YOUR TASK:
Among these entries, how many lines have the string "ProblemDetails" in them? Only the number is needed.

Saved data entries:
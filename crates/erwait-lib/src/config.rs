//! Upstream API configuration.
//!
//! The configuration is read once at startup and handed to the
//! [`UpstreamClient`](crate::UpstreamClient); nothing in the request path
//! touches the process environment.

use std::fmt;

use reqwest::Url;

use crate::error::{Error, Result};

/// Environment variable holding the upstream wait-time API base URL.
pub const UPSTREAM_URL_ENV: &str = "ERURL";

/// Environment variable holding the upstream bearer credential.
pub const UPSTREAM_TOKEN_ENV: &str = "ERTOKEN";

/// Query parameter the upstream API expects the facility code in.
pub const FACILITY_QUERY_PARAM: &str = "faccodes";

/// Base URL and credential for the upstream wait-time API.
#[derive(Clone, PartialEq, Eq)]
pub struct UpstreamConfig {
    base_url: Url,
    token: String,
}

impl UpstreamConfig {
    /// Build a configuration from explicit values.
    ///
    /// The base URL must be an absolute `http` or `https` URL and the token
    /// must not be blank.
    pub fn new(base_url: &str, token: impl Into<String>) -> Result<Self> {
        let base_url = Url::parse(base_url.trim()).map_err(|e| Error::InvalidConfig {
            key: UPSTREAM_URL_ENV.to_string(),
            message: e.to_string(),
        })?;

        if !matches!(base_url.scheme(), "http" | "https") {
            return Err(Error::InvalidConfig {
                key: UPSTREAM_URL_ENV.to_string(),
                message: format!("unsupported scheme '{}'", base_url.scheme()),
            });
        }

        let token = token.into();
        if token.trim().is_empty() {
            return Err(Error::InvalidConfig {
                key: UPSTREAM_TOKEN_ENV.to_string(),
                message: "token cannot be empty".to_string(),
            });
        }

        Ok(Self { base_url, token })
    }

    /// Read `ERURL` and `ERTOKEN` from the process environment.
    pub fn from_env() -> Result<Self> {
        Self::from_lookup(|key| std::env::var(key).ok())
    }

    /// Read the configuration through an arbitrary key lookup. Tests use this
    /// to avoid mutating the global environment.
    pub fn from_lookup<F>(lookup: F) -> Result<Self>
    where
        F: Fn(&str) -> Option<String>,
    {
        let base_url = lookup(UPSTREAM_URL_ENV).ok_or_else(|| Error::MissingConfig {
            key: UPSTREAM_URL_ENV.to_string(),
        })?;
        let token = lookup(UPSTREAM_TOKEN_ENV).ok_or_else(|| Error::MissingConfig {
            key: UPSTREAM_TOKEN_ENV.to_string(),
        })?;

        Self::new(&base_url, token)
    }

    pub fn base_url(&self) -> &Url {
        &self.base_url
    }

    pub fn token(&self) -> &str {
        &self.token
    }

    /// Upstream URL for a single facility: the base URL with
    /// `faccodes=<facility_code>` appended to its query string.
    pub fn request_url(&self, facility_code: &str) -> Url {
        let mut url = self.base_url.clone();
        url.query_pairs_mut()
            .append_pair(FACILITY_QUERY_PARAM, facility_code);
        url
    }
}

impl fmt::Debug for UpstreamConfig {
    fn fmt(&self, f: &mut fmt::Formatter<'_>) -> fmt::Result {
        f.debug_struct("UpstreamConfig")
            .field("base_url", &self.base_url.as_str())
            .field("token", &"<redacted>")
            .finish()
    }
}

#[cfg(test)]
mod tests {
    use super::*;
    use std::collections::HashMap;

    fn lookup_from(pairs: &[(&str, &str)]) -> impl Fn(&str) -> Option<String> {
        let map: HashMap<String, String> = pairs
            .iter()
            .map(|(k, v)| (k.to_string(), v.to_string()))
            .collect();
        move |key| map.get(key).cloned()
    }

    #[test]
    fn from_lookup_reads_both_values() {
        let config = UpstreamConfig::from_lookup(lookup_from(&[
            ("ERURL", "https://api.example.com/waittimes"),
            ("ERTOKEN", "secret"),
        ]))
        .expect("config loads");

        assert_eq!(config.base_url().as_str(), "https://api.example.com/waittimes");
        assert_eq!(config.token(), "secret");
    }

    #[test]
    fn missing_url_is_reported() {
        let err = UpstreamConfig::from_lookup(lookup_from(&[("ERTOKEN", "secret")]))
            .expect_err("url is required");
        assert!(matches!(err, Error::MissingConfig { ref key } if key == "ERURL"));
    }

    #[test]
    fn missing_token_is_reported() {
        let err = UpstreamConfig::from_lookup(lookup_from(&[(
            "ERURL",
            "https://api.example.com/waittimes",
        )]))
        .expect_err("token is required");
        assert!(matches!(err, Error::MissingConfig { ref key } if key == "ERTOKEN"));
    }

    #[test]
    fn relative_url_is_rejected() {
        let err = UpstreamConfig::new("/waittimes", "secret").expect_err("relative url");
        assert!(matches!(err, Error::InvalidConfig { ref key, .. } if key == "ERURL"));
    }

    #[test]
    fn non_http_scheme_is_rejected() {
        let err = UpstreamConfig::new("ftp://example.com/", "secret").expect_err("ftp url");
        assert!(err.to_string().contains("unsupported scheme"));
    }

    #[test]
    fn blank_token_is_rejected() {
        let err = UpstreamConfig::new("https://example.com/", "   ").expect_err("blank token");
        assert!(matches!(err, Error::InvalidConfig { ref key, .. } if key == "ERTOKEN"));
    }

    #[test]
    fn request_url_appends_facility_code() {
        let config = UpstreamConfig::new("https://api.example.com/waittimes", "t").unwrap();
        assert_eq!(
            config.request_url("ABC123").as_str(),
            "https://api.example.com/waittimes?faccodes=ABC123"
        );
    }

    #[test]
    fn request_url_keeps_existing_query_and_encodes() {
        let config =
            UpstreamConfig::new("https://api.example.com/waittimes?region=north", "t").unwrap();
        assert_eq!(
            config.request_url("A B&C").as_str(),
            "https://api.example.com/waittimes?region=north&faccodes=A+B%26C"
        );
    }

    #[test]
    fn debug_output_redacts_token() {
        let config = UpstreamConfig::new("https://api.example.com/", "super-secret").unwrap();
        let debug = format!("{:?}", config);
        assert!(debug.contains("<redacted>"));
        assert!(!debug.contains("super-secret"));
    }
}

---

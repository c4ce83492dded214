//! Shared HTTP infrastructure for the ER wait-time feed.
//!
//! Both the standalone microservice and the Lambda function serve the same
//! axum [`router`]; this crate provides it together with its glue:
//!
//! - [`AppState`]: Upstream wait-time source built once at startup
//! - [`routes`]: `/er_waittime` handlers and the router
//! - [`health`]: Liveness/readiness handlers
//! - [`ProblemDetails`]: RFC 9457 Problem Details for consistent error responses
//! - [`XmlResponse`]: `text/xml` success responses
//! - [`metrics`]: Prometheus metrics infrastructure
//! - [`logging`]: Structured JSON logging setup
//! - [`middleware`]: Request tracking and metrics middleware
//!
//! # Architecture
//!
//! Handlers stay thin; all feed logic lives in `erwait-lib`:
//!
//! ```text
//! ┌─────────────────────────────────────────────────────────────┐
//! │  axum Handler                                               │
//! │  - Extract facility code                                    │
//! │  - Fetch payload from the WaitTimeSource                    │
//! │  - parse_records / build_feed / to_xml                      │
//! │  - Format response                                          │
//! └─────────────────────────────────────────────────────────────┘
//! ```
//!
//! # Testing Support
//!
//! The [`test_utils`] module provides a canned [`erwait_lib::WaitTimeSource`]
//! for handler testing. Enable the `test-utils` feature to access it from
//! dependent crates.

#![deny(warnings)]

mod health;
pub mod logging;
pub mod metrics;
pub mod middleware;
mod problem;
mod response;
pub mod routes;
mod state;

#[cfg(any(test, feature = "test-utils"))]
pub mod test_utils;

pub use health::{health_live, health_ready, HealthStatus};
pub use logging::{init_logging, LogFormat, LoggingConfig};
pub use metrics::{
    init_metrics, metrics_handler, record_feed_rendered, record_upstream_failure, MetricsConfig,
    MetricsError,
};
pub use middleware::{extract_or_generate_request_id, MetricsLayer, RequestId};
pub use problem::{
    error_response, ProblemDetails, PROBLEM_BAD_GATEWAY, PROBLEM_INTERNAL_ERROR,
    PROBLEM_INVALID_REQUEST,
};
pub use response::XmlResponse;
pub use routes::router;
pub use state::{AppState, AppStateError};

REPLY TO THE TASK:
2